- **What you should do**: Select every line containing the word "uses" from the material, and copy those lines.

- **Available records**:
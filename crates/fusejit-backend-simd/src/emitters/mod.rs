//! Per-operator code emitters and their dispatch registry.
//!
//! Each primitive operator kind has one emitter. An emitter declares its
//! resource needs up front (auxiliary vector registers for the target tier,
//! constant-table entries) and, given allocated registers, appends the
//! instructions that compute its result. All emitters work internally in
//! f32; boolean values use the canonical `0.0` / `1.0` representation with
//! `0x3f800000` as the "true" bit pattern.

mod arithmetic;
mod classify;
mod comparison;
mod logical;
mod select;

use std::collections::HashMap;

use fusejit::{ElementType, OpKind};
use once_cell::sync::Lazy;

use crate::code::{Assembler, BinOp, Gpr, Instr, UnOp, VecReg};
use crate::error::{CompileError, CompileResult};
use crate::isa::IsaLevel;
use crate::table::ConstantTable;

/// One operator's code generator.
pub trait Emitter: Send + Sync {
    /// Number of input operand registers the emitter consumes.
    fn inputs_len(&self) -> usize;

    /// Extra vector registers needed beyond inputs and output. May differ
    /// per tier when a composite instruction has to be emulated.
    fn aux_vecs(&self, isa: IsaLevel) -> usize;

    /// Extra general-purpose registers beyond the shared pointer and
    /// constant-table registers. Zero for every current emitter.
    fn aux_gprs(&self) -> usize {
        0
    }

    /// Interns every constant-table entry this emitter reads at runtime.
    fn register_table_entries(&self, table: &mut ConstantTable);

    /// Input element types this emitter can lower.
    fn supported_precisions(&self) -> &'static [ElementType] {
        &[ElementType::F32]
    }

    /// Appends the operator's instructions. The planner guarantees `ctx`
    /// carries exactly `inputs_len()` inputs and `aux_vecs()` scratch
    /// registers, and that every table entry was interned beforehand.
    fn emit(&self, ctx: &mut EmitCtx<'_>) -> CompileResult<()>;
}

/// Register bindings and the code buffer handed to one emitter invocation.
pub struct EmitCtx<'a> {
    pub asm: &'a mut Assembler,
    pub isa: IsaLevel,
    pub inputs: &'a [VecReg],
    pub dst: VecReg,
    pub aux: &'a [VecReg],
    /// Base register holding the constant-table pointer, if any emitter in
    /// the kernel uses the table.
    pub table_base: Option<Gpr>,
    pub table: &'a ConstantTable,
}

impl EmitCtx<'_> {
    pub fn bin(&mut self, op: BinOp, dst: VecReg, a: VecReg, b: VecReg) {
        self.asm.push(Instr::Bin { op, dst, a, b });
    }

    pub fn un(&mut self, op: UnOp, dst: VecReg, a: VecReg) {
        self.asm.push(Instr::Un { op, dst, a });
    }

    pub fn mov(&mut self, dst: VecReg, src: VecReg) {
        if dst != src {
            self.asm.push(Instr::MovVec { dst, src });
        }
    }

    /// Splats an interned table constant into `dst`. Fails if the pattern
    /// was never interned or no table base was reserved; both are broken
    /// planner contracts, not runtime conditions.
    pub fn broadcast(&mut self, dst: VecReg, pattern: u32) -> CompileResult<()> {
        let offset = self.table.offset_of(pattern).ok_or_else(|| {
            CompileError::Internal(format!(
                "constant pattern {pattern:#010x} was not interned during resource collection"
            ))
        })?;
        let table = self.table_base.ok_or_else(|| {
            CompileError::Internal(
                "kernel uses table constants but no table base was reserved".to_string(),
            )
        })?;
        self.asm.push(Instr::BroadcastConst {
            dst,
            table,
            offset,
        });
        Ok(())
    }

    /// `dst = (a & mask) | (b & !mask)`. Native on wide tiers; on the
    /// baseline tier expands to three logical ops through `scratch`, which
    /// must not alias `a`, `b`, or `mask`.
    pub fn blend(&mut self, dst: VecReg, a: VecReg, b: VecReg, mask: VecReg, scratch: VecReg) {
        if self.isa.has_native_blend() {
            self.asm.push(Instr::Blend { dst, a, b, mask });
        } else {
            self.bin(BinOp::And, scratch, a, mask);
            self.bin(BinOp::AndNot, dst, mask, b);
            self.bin(BinOp::Or, dst, dst, scratch);
        }
    }
}

type EmitterFactory = fn(&OpKind) -> Box<dyn Emitter>;

/// Dispatch table keyed by operator name, built once at first use.
static REGISTRY: Lazy<HashMap<&'static str, EmitterFactory>> = Lazy::new(|| {
    let mut map: HashMap<&'static str, EmitterFactory> = HashMap::new();
    arithmetic::register(&mut map);
    comparison::register(&mut map);
    logical::register(&mut map);
    classify::register(&mut map);
    select::register(&mut map);
    map
});

/// Looks up the emitter for an operator kind.
pub fn emitter_for(kind: &OpKind) -> Option<Box<dyn Emitter>> {
    REGISTRY.get(kind.name()).map(|factory| factory(kind))
}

- **Written reply**:
    /// the kernel uses the table.
                "kernel uses table constants but no table base was reserved".to_string(),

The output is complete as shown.